[Collected data]
□ □ □ □
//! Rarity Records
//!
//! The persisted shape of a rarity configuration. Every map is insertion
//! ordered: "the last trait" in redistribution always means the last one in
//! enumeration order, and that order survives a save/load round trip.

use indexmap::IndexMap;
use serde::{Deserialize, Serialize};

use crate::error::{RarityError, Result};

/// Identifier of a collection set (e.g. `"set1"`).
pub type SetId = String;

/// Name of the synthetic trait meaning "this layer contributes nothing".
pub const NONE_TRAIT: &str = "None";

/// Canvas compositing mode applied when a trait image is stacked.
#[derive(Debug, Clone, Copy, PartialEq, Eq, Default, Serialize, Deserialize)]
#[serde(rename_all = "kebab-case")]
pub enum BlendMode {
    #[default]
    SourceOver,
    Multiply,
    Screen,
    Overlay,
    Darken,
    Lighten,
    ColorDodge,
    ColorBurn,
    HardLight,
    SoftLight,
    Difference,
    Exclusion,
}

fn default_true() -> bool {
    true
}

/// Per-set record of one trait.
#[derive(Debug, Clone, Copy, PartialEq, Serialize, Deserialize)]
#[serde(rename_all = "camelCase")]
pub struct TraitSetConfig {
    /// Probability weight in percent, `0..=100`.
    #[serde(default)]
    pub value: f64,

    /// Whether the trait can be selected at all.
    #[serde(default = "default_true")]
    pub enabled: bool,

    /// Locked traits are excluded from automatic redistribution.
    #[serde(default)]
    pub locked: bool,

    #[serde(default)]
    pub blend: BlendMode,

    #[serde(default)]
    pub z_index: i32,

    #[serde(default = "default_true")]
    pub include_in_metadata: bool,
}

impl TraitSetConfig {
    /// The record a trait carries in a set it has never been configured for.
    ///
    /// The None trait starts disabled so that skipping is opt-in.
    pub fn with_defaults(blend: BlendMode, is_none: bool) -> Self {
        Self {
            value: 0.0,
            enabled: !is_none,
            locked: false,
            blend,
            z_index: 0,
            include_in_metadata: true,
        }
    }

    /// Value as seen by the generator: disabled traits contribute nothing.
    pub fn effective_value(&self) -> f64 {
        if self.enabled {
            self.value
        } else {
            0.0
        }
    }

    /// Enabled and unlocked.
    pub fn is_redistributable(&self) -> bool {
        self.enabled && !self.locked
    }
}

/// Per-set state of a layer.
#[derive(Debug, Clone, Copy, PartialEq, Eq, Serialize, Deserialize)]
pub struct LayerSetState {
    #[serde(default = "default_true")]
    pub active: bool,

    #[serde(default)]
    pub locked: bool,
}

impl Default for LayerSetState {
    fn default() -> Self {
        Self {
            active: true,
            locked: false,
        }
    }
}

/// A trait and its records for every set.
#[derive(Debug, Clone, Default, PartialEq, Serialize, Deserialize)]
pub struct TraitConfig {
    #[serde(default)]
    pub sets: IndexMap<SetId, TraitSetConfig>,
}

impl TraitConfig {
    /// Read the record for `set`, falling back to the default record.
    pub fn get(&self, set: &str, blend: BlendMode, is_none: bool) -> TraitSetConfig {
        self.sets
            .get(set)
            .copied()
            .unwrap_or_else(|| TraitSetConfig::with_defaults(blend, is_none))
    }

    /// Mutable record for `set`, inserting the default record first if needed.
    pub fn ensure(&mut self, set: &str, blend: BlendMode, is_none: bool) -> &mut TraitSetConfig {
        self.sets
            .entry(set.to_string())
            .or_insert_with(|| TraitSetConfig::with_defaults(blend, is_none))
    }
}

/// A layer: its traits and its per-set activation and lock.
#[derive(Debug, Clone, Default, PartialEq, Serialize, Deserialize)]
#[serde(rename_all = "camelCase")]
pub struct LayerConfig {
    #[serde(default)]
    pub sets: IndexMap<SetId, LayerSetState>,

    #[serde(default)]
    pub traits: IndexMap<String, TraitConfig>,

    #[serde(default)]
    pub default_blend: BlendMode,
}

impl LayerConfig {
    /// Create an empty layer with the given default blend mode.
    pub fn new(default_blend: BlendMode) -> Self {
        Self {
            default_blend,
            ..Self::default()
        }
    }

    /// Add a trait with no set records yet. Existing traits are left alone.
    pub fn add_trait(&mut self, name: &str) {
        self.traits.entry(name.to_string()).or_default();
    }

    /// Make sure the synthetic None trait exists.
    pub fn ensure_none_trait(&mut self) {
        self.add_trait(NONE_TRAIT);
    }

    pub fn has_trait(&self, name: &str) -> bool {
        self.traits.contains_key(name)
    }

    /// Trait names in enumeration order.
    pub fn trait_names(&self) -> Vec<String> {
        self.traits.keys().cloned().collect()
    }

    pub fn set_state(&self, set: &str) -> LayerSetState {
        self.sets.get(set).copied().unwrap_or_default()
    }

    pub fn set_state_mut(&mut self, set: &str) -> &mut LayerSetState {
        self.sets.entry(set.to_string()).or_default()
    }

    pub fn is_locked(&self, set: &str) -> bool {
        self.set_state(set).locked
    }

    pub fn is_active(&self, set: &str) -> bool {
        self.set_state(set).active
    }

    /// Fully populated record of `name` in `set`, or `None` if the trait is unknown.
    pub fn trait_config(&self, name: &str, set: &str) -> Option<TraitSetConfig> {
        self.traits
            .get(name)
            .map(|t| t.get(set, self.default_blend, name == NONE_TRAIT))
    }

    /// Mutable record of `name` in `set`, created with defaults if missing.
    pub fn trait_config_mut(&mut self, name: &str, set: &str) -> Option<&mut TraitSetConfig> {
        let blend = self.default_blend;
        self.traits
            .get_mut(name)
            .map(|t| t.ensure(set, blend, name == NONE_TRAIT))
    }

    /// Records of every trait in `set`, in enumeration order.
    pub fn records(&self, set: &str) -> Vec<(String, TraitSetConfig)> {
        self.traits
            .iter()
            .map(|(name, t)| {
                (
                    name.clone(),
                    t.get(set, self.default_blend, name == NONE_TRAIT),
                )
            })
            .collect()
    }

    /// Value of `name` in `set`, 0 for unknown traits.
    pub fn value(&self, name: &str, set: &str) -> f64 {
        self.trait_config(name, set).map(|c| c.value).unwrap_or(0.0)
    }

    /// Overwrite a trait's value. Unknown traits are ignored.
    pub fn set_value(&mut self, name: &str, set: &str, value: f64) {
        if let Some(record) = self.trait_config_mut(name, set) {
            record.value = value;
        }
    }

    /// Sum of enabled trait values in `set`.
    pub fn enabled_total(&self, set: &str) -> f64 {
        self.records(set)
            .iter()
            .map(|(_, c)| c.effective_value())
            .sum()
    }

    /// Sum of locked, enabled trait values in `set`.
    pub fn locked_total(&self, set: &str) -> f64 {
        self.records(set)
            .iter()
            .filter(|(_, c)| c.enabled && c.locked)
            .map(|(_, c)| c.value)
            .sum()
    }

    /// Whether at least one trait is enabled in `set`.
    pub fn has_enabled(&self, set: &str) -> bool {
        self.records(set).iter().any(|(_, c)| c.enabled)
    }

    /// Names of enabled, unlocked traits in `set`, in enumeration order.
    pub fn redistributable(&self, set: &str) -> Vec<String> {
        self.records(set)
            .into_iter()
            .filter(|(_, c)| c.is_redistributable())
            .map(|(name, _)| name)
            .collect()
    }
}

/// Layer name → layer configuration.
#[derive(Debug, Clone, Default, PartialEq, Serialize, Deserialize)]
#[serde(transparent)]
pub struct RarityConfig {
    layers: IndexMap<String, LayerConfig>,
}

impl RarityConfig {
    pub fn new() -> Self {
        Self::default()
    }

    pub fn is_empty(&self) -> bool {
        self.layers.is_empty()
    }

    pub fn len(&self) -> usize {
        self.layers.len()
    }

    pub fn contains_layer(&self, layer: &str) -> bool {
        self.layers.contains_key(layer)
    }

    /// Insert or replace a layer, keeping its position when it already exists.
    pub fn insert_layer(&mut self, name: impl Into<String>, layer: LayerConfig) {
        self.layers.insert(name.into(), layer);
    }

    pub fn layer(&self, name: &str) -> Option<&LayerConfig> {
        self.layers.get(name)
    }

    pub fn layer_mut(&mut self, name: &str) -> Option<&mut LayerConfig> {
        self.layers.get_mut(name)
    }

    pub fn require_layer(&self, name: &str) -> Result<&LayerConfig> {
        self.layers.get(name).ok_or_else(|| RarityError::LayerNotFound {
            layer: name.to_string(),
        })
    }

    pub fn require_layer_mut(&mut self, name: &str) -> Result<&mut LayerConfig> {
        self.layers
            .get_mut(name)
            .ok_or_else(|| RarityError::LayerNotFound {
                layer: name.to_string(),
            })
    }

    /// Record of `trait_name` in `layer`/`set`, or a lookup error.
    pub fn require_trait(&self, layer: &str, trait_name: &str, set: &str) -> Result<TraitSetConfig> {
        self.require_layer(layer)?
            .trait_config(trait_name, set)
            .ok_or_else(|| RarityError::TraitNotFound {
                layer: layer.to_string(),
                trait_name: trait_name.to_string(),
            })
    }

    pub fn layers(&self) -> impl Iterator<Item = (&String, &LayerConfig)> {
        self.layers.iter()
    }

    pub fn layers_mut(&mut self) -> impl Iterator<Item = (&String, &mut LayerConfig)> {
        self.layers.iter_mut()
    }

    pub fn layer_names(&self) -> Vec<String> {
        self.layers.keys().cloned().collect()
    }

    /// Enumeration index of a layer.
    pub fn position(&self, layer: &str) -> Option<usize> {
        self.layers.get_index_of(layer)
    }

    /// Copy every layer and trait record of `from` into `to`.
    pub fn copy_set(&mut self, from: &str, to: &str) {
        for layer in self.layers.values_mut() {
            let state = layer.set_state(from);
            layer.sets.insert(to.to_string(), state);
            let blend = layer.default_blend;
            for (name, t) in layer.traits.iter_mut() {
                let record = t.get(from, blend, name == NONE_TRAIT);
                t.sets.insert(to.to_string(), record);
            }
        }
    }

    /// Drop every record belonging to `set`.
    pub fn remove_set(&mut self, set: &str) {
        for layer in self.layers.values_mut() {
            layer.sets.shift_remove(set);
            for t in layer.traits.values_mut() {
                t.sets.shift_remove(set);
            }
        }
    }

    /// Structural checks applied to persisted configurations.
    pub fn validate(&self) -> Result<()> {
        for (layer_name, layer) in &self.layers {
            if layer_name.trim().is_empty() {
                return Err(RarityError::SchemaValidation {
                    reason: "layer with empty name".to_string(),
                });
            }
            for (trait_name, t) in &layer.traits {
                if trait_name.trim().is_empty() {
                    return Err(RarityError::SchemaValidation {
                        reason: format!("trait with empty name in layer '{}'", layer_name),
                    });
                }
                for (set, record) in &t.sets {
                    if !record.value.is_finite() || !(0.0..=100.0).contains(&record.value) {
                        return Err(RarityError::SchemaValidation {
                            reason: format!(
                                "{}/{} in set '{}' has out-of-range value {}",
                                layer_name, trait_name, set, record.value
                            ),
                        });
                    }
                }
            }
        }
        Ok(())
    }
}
□ □ □ □
Lines with "format" in them are what the answer must contain; copy each from the records above.

                        reason: format!("trait with empty name in layer '{}'", layer_name),
                            reason: format!(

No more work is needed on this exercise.